The final guidance removes references in the draft guidance to restrictions on hospitals using staff from a co-located hospital to respond to emergencies and replaces these references with more general statements about a hospital’s obligation to ensure that policies and procedures are in place to address potential emergency scenarios typical of the patient population. The final guidance reiterates that hospitals that provide emergency services are required to comply with EMTALA.

Analysis

The final guidance will come as a relief to many hospitals, while simultaneously creating frustration and confusion. Although many hospitals and stakeholders viewed the bright lines provided in the draft guidance (and preceding PowerPoint guidance) as overly prescriptive, burdensome and outside of CMS’s authority to implement through sub-regulatory guidance, the final guidance generally refers back to the CoP regulations, without additional insight into how these requirements may be applied by CMS or state surveyors. Surveyors and AOs retain discretion with respect to how to apply this final guidance to hospitals, and the guidance does not significantly clarify how hospitals should comply with the CoPs for co-location arrangements. This could lead to inconsistent results where co-location concerns are identified as part of a survey.

In particular, the clarification that the final guidance does not apply to critical access hospitals or private physician offices creates confusion about how co-location arrangements that involve, for example, a hospital outpatient department that is co-located with an affiliated physician practice will be evaluated.
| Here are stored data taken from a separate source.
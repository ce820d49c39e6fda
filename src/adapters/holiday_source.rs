//! Holiday year-fetcher, grounded in
//! `original_source/app/services/holiday.py::_fetch_year_data` /
//! `_build_urls` / `_get_ttl`. Used by the holiday aggregator (C4), not
//! called directly by the orchestrator.

use chrono::{Datelike, NaiveDate};
use serde_json::Value;
use std::path::{Path, PathBuf};
use std::time::{Duration, SystemTime};

fn cache_path(cache_dir: &Path, year: i32) -> PathBuf {
    cache_dir.join("holidays").join(format!("{year}.json"))
}

/// Mirror URLs in priority order, then the canonical GitHub raw URL last.
pub fn build_urls(mirrors: &[String], canonical_raw_url: &str, year: i32) -> Vec<String> {
    let mut urls: Vec<String> = mirrors.iter().map(|m| format!("{m}/{year}.json")).collect();
    urls.push(format!("{canonical_raw_url}/{year}.json"));
    urls
}

enum Ttl {
    Permanent,
    Bounded(Duration),
}

fn ttl_for(year: i32, today_year: i32) -> Ttl {
    if year < today_year {
        Ttl::Permanent
    } else if year == today_year {
        Ttl::Bounded(Duration::from_secs(7 * 24 * 3600))
    } else {
        Ttl::Bounded(Duration::from_secs(12 * 3600))
    }
}

fn is_cache_valid(path: &Path, year: i32, today_year: i32) -> bool {
    let Ok(metadata) = std::fs::metadata(path) else {
        return false;
    };
    let Ok(modified) = metadata.modified() else {
        return false;
    };
    let now = SystemTime::now();
    if modified > now {
        // Clock skew: a future mtime can't be trusted as fresh.
        return false;
    }
    match ttl_for(year, today_year) {
        Ttl::Permanent => true,
        Ttl::Bounded(ttl) => now.duration_since(modified).map(|age| age < ttl).unwrap_or(false),
    }
}

fn read_cache(path: &Path) -> Option<Value> {
    let contents = std::fs::read_to_string(path).ok()?;
    serde_json::from_str(&contents).ok()
}

async fn try_network(client: &reqwest::Client, urls: &[String], timeout: Duration) -> Option<Value> {
    for url in urls {
        let attempt = super::fetch_with_timeout(timeout, async {
            let resp = client.get(url).send().await.ok()?;
            if !resp.status().is_success() {
                return None;
            }
            resp.json::<Value>().await.ok()
        })
        .await;
        if let Some(value) = attempt {
            return Some(value);
        }
    }
    None
}

/// Fetches one year's raw holiday document, consulting cache first per the
/// TTL policy, falling back to the network, and finally to a stale
/// on-disk copy in degraded mode if every network source fails.
pub async fn fetch_year(
    client: &reqwest::Client,
    mirrors: &[String],
    canonical_raw_url: &str,
    cache_dir: &Path,
    year: i32,
    today: NaiveDate,
    timeout: Duration,
) -> Option<Value> {
    let path = cache_path(cache_dir, year);

    if is_cache_valid(&path, year, today.year()) {
        if let Some(value) = read_cache(&path) {
            return Some(value);
        }
    }

    let urls = build_urls(mirrors, canonical_raw_url, year);
    if let Some(value) = try_network(client, &urls, timeout).await {
        if let Some(parent) = path.parent() {
            std::fs::create_dir_all(parent).ok();
        }
        if let Ok(serialized) = serde_json::to_string(&value) {
            if let Err(e) = crate::atomic::write_atomic_str(&path, &serialized) {
                tracing::warn!(year, error = %e, "failed to persist holiday year cache");
            }
        }
        return Some(value);
    }

    tracing::warn!(year, "all holiday sources failed, falling back to degraded on-disk cache");
    read_cache(&path)
}

#[cfg(test)]
mod tests {
    use super::*;

    #[test]
    fn build_urls_places_canonical_last() {
        let mirrors = vec!["https://mirror-a".to_string(), "https://mirror-b".to_string()];
        let urls = build_urls(&mirrors, "https://raw.githubusercontent.com/x", 2026);
        assert_eq!(
            urls,
            vec![
                "https://mirror-a/2026.json".to_string(),
                "https://mirror-b/2026.json".to_string(),
                "https://raw.githubusercontent.com/x/2026.json".to_string(),
            ]
        );
    }

    #[test]
    fn past_year_ttl_is_permanent() {
        assert!(matches!(ttl_for(2024, 2026), Ttl::Permanent));
    }

    #[test]
    fn current_year_ttl_is_seven_days() {
        match ttl_for(2026, 2026) {
            Ttl::Bounded(d) => assert_eq!(d, Duration::from_secs(7 * 24 * 3600)),
            _ => panic!("expected bounded ttl"),
        }
    }

    #[test]
    fn future_year_ttl_is_twelve_hours() {
        match ttl_for(2027, 2026) {
            Ttl::Bounded(d) => assert_eq!(d, Duration::from_secs(12 * 3600)),
            _ => panic!("expected bounded ttl"),
        }
    }

    #[tokio::test]
    async fn degraded_mode_reads_stale_cache_when_network_fails() {
        let dir = tempfile::tempdir().unwrap();
        // A future year carries a 12h ttl; back-date the file past it so
        // the cache is expired and the (failing) network path is exercised.
        let year = 2027;
        let path = cache_path(dir.path(), year);
        std::fs::create_dir_all(path.parent().unwrap()).unwrap();
        std::fs::write(&path, r#"{"days": []}"#).unwrap();
        let file = std::fs::File::open(&path).unwrap();
        file.set_modified(SystemTime::now() - Duration::from_secs(13 * 3600)).unwrap();

        let client = reqwest::Client::new();
        let result = fetch_year(
            &client,
            &["http://10.255.255.1/mirror".to_string()],
            "http://10.255.255.1/canonical",
            dir.path(),
            year,
            NaiveDate::from_ymd_opt(2026, 7, 28).unwrap(),
            Duration::from_millis(1),
        )
        .await;
        assert_eq!(result, Some(serde_json::json!({"days": []})));
    }
}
The final guidance suggests, but does not confirm, that CMS is more concerned with arrangements where two separately enrolled facilities, such as two separately enrolled hospitals, or a hospital and another facility such as an ambulatory surgery center or rural health clinic, are co-located or share services. The few remaining examples included in the guidance focus on co-location arrangements with separately enrolled hospitals, as opposed to arrangements involving a hospital and a physician practice group.

The final guidance appears to remove many of the most controversial aspects of the draft guidance, including the restrictions on comingling of hospital space with space used by other healthcare providers, “floating” nursing staffing arrangements between a hospital and another healthcare provider, and use of staff from a co-located hospital to provide rarely needed services (e.g., “code teams”). Notably, however, the final guidance also appears to place the burden on hospitals to demonstrate how their co-location arrangements meet the applicable CoPs, including the CoPs related to nursing services and emergency services. The final guidance also removes necessary insight into how CMS may interpret the CoPs with respect to co-location arrangements and does not provide guidance on how surveyors may apply the CoPs.

Hospitals should be aware that statutes, regulations and guidance outside of the CoPs may be implicated by co-location arrangements. For example, although CMS removed references to specific co-located space arrangements from the final guidance, many of the arrangements that were previously restricted under the draft guidance may remain prohibited by state licensure laws or other Medicare program rules, such as the Medicare provider-based rules.

The issuance of the final guidance provides an opportunity for hospitals to review and evaluate their current co-location policies and arrangements. In light of the issuance of the final guidance, hospitals should implement (or update) policies and procedures for co-location arrangements that are consistent with the final guidance, including developing and maintaining documentation of all co-location arrangements and the legal support for how a hospital’s co-location arrangements comply with the CoPs.